The Buffalo Field Campaign and Western Watersheds Project groups have been fighting since 2014 to have Yellowstone’s bison declared endangered or threatened under the Endangered Species Act.
They have argued that two separate groups of bison in the park are genetically distinct. Rather than set a population limit of 3,000 animals for the entire park, they said, the limit should be 3,000 for each herd, or 6,000 overall.
The Fish and Wildlife Service, citing a different study, has argued that the herds are not genetically distinct and rejected the listing petition in 2019, the Billings Gazette reported.
The federal agency failed to articulate why it chose one study over the other, District of Columbia U.S. District Judge Randolph D. Moss wrote in an opinion.
Moss set no deadline for the Fish and Wildlife Service to respond but will require both sides to update the court on the case within 90 days.
NAVAJO NATION
Booster required for tribe’s government workers
WINDOW ROCK – Navajo Nation President Jonathan Nez has signed an executive order requiring all government workers on the tribe’s vast reservation to have a booster shot.
Nez also said tribal health officials have changed how the term “fully vaccinated” is defined by making it two doses of the COVID-19 vaccine plus a booster shot.
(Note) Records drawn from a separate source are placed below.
//! Reservation Model

use chrono::NaiveDate;
use serde::{Deserialize, Serialize};

use crate::types::ReservationStatus;

/// Reservation entity: one table, one time slot, one date, one creator
#[derive(Debug, Clone, Serialize, Deserialize)]
#[cfg_attr(feature = "db", derive(sqlx::FromRow))]
pub struct Reservation {
    pub id: i64,
    pub customer_id: i64,
    pub restaurant_id: i64,
    pub time_slot_id: i64,
    pub table_id: i64,
    pub num_guests: i64,
    pub date: NaiveDate,
    pub status: ReservationStatus,
    pub created_at: i64,
}

/// Create reservation payload; the table is chosen by the server
#[derive(Debug, Clone, Serialize, Deserialize)]
pub struct ReservationCreate {
    pub restaurant_id: i64,
    pub time_slot_id: i64,
    pub num_guests: i64,
    pub date: NaiveDate,
}

/// Reservation joined with restaurant/table/slot context (list views)
#[derive(Debug, Clone, Serialize, Deserialize)]
#[cfg_attr(feature = "db", derive(sqlx::FromRow))]
pub struct ReservationDetailRow {
    pub id: i64,
    pub customer_id: i64,
    pub restaurant_id: i64,
    pub restaurant_name: String,
    pub time_slot_id: i64,
    pub table_id: i64,
    pub table_number: i64,
    pub num_guests: i64,
    pub date: NaiveDate,
    pub status: ReservationStatus,
    pub created_at: i64,
}

/// Invited/joined guest of a reservation (distinct from the creator)
#[derive(Debug, Clone, Serialize, Deserialize)]
#[cfg_attr(feature = "db", derive(sqlx::FromRow))]
pub struct Participant {
    pub customer_id: i64,
    pub name: String,
    pub joined_at: i64,
}

/// Reservation detail plus its participants, as returned by the API
#[derive(Debug, Clone, Serialize, Deserialize)]
pub struct ReservationView {
    #[serde(flatten)]
    pub reservation: ReservationDetailRow,
    pub participants: Vec<Participant>,
}
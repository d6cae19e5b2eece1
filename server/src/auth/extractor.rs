//! JWT Extractors
//!
//! Custom extractors for validating JWT tokens in handlers

use axum::{extract::FromRequestParts, http::request::Parts};

use crate::auth::{CurrentUser, JwtService};
use crate::core::ServerState;
use crate::security_log;
use crate::utils::AppError;

/// JWT Auth Extractor
///
/// Use this extractor in protected handlers to automatically validate JWT
/// and extract CurrentUser
impl FromRequestParts<ServerState> for CurrentUser {
    type Rejection = AppError;

    async fn from_request_parts(
        parts: &mut Parts,
        state: &ServerState,
    ) -> Result<Self, Self::Rejection> {
        // Check if already extracted (from middleware)
        if let Some(user) = parts.extensions.get::<CurrentUser>() {
            return Ok(user.clone());
        }

        // Extract Authorization header
        let auth_header = parts
            .headers
            .get(http::header::AUTHORIZATION)
            .and_then(|h| h.to_str().ok());

        let token = match auth_header {
            Some(header) => JwtService::extract_from_header(header)
                .ok_or_else(|| AppError::invalid_token("Invalid authorization header"))?,
            None => {
                security_log!("WARN", "auth_missing", uri = format!("{:?}", parts.uri));
                return Err(AppError::unauthorized());
            }
        };

        // Validate token
        let jwt_service = state.jwt_service();
        match jwt_service.validate_token(token) {
            Ok(claims) => {
                let user = CurrentUser::try_from(claims)
                    .map_err(|e| AppError::invalid_token(format!("Malformed JWT claims: {}", e)))?;

                // Store in extensions for potential reuse
                parts.extensions.insert(user.clone());

                Ok(user)
            }
            Err(e) => {
                security_log!(
                    "WARN",
                    "auth_failed",
                    error = format!("{}", e),
                    uri = format!("{:?}", parts.uri)
                );

                match e {
                    crate::auth::JwtError::ExpiredToken => Err(AppError::token_expired()),
                    _ => Err(AppError::invalid_token("Invalid token")),
                }
            }
        }
    }
}

/// Optional auth extractor for endpoints with anonymous access
///
/// Resolves to `Some(CurrentUser)` when the auth middleware validated a
/// token, `None` for anonymous requests. Never rejects.
#[derive(Debug, Clone)]
pub struct OptionalUser(pub Option<CurrentUser>);

impl FromRequestParts<ServerState> for OptionalUser {
    type Rejection = AppError;

    async fn from_request_parts(
        parts: &mut Parts,
        _state: &ServerState,
    ) -> Result<Self, Self::Rejection> {
        Ok(OptionalUser(parts.extensions.get::<CurrentUser>().cloned()))
    }
}
//! Friendship and friend-request state machine
//!
//! A request moves PENDING -> ACCEPTED | REJECTED and never leaves a
//! terminal state. Accepting a FRIEND_REQUEST creates the friendship and
//! notifies the original sender; rejecting has no side effect.

use sqlx::SqlitePool;

use crate::auth::CurrentUser;
use crate::db::repository::{RepoError, friendship, notification, user};
use crate::utils::{AppError, AppResult};
use shared::models::{Friend, Notification, NotificationRow};
use shared::types::{NotificationKind, RequestStatus, RequestType};

fn into_notification(row: NotificationRow) -> AppResult<Notification> {
    Notification::try_from(row).map_err(AppError::database)
}

/// Send a friend request from `sender` to `receiver_id`
pub async fn send_friend_request(
    pool: &SqlitePool,
    sender: &CurrentUser,
    receiver_id: i64,
) -> AppResult<Notification> {
    if sender.id == receiver_id {
        return Err(AppError::validation(
            "Cannot send a friend request to yourself",
        ));
    }

    let receiver = user::find_by_id(pool, receiver_id)
        .await?
        .ok_or_else(|| AppError::not_found(format!("User {receiver_id} not found")))?;

    if friendship::exists(pool, sender.id, receiver.id).await? {
        return Err(AppError::conflict("You are already friends with this user"));
    }

    // A PENDING request in either direction blocks a new one
    if notification::pending_request_between(
        pool,
        sender.id,
        receiver.id,
        RequestType::FriendRequest,
    )
    .await?
    {
        return Err(AppError::conflict(
            "A pending friend request already exists between you",
        ));
    }

    let message = format!("{} wants to be your friend", sender.name);
    let row = notification::create_request(
        pool,
        sender.id,
        receiver.id,
        RequestType::FriendRequest,
        &message,
    )
    .await?;

    tracing::info!(
        sender_id = sender.id,
        receiver_id = receiver.id,
        "Friend request sent"
    );

    into_notification(row)
}

/// Load a request row, failing for unknown ids and plain notifications
async fn load_request(pool: &SqlitePool, request_id: i64) -> AppResult<NotificationRow> {
    let row = notification::find_by_id(pool, request_id)
        .await?
        .filter(|row| row.kind == NotificationKind::Request)
        .ok_or_else(|| AppError::not_found(format!("Request {request_id} not found")))?;
    Ok(row)
}

/// Shared guards for accept/reject: actor must be the receiver and the
/// request must still be PENDING
fn check_actionable(row: &NotificationRow, actor: &CurrentUser) -> AppResult<()> {
    if row.receiver_id != actor.id {
        return Err(AppError::forbidden(
            "Only the receiver can act on a request",
        ));
    }
    if row.status != Some(RequestStatus::Pending) {
        return Err(AppError::business_rule("Request is no longer pending"));
    }
    Ok(())
}

/// Accept a pending request addressed to `actor`
pub async fn accept_request(
    pool: &SqlitePool,
    actor: &CurrentUser,
    request_id: i64,
) -> AppResult<Notification> {
    let row = load_request(pool, request_id).await?;
    check_actionable(&row, actor)?;

    notification::set_status(pool, request_id, RequestStatus::Accepted).await?;

    // Type-specific side effect
    let sender_id = row.sender_id.unwrap_or_default();
    match row.request_type {
        Some(RequestType::FriendRequest) => {
            // Guarded against an existing row; a race on the unique index
            // is treated the same as the pre-check firing
            if !friendship::exists(pool, sender_id, actor.id).await? {
                match friendship::create(pool, sender_id, actor.id).await {
                    Ok(_) | Err(RepoError::Duplicate(_)) => {}
                    Err(e) => return Err(e.into()),
                }
            }

            let message = format!("{} accepted your friend request", actor.name);
            notification::create_plain(pool, sender_id, &message).await?;
        }
        Some(RequestType::CommunityInvite) => {
            // Community invites are not implemented; accepting records the
            // state transition only
            tracing::warn!(request_id, "Accepted a COMMUNITY_INVITE request (no-op)");
        }
        None => {}
    }

    tracing::info!(request_id, actor_id = actor.id, "Request accepted");

    let row = load_request(pool, request_id).await?;
    into_notification(row)
}

/// Reject a pending request addressed to `actor`
pub async fn reject_request(
    pool: &SqlitePool,
    actor: &CurrentUser,
    request_id: i64,
) -> AppResult<Notification> {
    let row = load_request(pool, request_id).await?;
    check_actionable(&row, actor)?;

    notification::set_status(pool, request_id, RequestStatus::Rejected).await?;
    tracing::info!(request_id, actor_id = actor.id, "Request rejected");

    let row = load_request(pool, request_id).await?;
    into_notification(row)
}

/// Remove an existing friendship; symmetric regardless of which side
/// initiates
pub async fn remove_friend(
    pool: &SqlitePool,
    actor: &CurrentUser,
    friend_id: i64,
) -> AppResult<()> {
    user::find_by_id(pool, friend_id)
        .await?
        .ok_or_else(|| AppError::not_found(format!("User {friend_id} not found")))?;

    if !friendship::exists(pool, actor.id, friend_id).await? {
        return Err(AppError::business_rule(
            "You are not friends with this user",
        ));
    }

    friendship::delete(pool, actor.id, friend_id).await?;
    tracing::info!(actor_id = actor.id, friend_id, "Friendship removed");
    Ok(())
}

/// Friends of the given user
pub async fn list_friends(pool: &SqlitePool, user_id: i64) -> AppResult<Vec<Friend>> {
    Ok(friendship::find_friends_of(pool, user_id).await?)
}

/// Symmetric friendship check
pub async fn are_friends(pool: &SqlitePool, a: i64, b: i64) -> AppResult<bool> {
    Ok(friendship::exists(pool, a, b).await?)
}
//! Registration and credential tests

mod common;

use common::{create_customer, test_pool};
use plateful_server::auth::credential;
use plateful_server::db::DbService;
use plateful_server::db::repository::{RepoError, user};
use shared::types::UserRole;

#[tokio::test]
async fn duplicate_email_hits_the_unique_index() {
    let pool = test_pool().await;

    user::create(&pool, "Ana", "ana@example.com", "+351910000001", "hash", UserRole::Customer)
        .await
        .unwrap();

    // Same email, different phone: the email index must reject it
    let err = user::create(&pool, "Ana 2", "ana@example.com", "+351910000002", "hash", UserRole::Customer)
        .await
        .unwrap_err();
    assert!(matches!(err, RepoError::Duplicate(_)));
}

#[tokio::test]
async fn duplicate_phone_hits_the_unique_index() {
    let pool = test_pool().await;

    user::create(&pool, "Ana", "ana@example.com", "+351910000001", "hash", UserRole::Customer)
        .await
        .unwrap();

    let err = user::create(&pool, "Bruno", "bruno@example.com", "+351910000001", "hash", UserRole::Customer)
        .await
        .unwrap_err();
    assert!(matches!(err, RepoError::Duplicate(_)));
}

#[tokio::test]
async fn role_is_fixed_at_registration() {
    let pool = test_pool().await;

    let business =
        user::create(&pool, "Bistro", "owner@bistro.test", "+351910000003", "hash", UserRole::Business)
            .await
            .unwrap();
    assert_eq!(business.role, UserRole::Business);

    let loaded = user::find_by_email(&pool, "owner@bistro.test")
        .await
        .unwrap()
        .unwrap();
    assert_eq!(loaded.role, UserRole::Business);
}

#[tokio::test]
async fn stored_hash_verifies_the_original_password_only() {
    let pool = test_pool().await;

    let hash = credential::hash_password("correct horse battery").unwrap();
    user::create(&pool, "Ana", "ana@example.com", "+351910000001", &hash, UserRole::Customer)
        .await
        .unwrap();

    let loaded = user::find_by_email(&pool, "ana@example.com")
        .await
        .unwrap()
        .unwrap();
    assert!(credential::verify_password("correct horse battery", &loaded.password_hash).unwrap());
    assert!(!credential::verify_password("wrong password", &loaded.password_hash).unwrap());
}

#[tokio::test]
async fn password_hash_never_serializes() {
    let pool = test_pool().await;
    create_customer(&pool, "Ana").await;

    let loaded = user::find_by_email(&pool, "ana@example.com")
        .await
        .unwrap()
        .unwrap();
    let json = serde_json::to_value(&loaded).unwrap();
    assert!(json.get("password_hash").is_none());
    assert_eq!(json["role"], "CUSTOMER");
}

#[tokio::test]
async fn file_backed_database_persists_across_reopens() {
    let dir = tempfile::tempdir().unwrap();
    let db_path = dir.path().join("plateful.db");
    let db_path = db_path.to_string_lossy();

    {
        let db = DbService::new(&db_path).await.unwrap();
        user::create(&db.pool, "Ana", "ana@example.com", "+351910000001", "hash", UserRole::Customer)
            .await
            .unwrap();
        db.pool.close().await;
    }

    // Reopen: migrations are idempotent and the row is still there
    let db = DbService::new(&db_path).await.unwrap();
    let loaded = user::find_by_email(&db.pool, "ana@example.com")
        .await
        .unwrap();
    assert!(loaded.is_some());
}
The actions come after a record number of COVID cases have been reported on the reservation that covers 27,000 square miles and extends into parts of Arizona, New Mexico and Utah.
Tribal health officials reported 525 new cases on Jan. 14, the most in a single day since the pandemic began almost two years ago.
That number topped the 405 cases reported the day before.
The Navajo Nation has reported more than 45,000 confirmed COVID-19 cases and 1,600 deaths since the start of the pandemic.
OKLAHOMA
Death row inmates choose firing squad in delay attempt
OKLAHOMA CITY – Two men on Oklahoma’s death row – at the prodding of a federal judge – agreed to choose execution by firing squad as a way to delay their upcoming lethal injections, one of their attorneys told the judge.
The two inmates, Donald Grant and Gilbert Postelle, want U.S. District Judge Stephen Friot to grant them a temporary injunction that would halt their upcoming executions until a trial can be held over whether Oklahoma’s three-drug lethal injection method is constitutional. A trial on the issue is set to begin before Friot on Feb. 28, but the judge has said in order to be added as plaintiffs, inmates must select an alternative method of execution. Grant, who is scheduled to die on Jan. 27, and Postelle, who has a Feb. 17 execution date, hadn’t previously selected an alternative method.
“While it may be gruesome to look at, we all agree it will be quicker,” attorney Jim Stronski told Friot on Jan. 10 after a daylong hearing in Oklahoma City.
More than two dozen death row inmates who are plaintiffs in the challenge agreed previously to provide the court with an alternative method of execution, including the use of different drug combinations or firing squad, which is one of several execution methods authorized under Oklahoma law.
Oklahoma has never used firing squad as a method of executing prisoners since statehood, but current state law does allow for its use if other methods, such as lethal injection, were determined to be unconstitutional or otherwise unavailable. The Oklahoma Department of Corrections does not currently have execution protocols in place for any method other than lethal injection.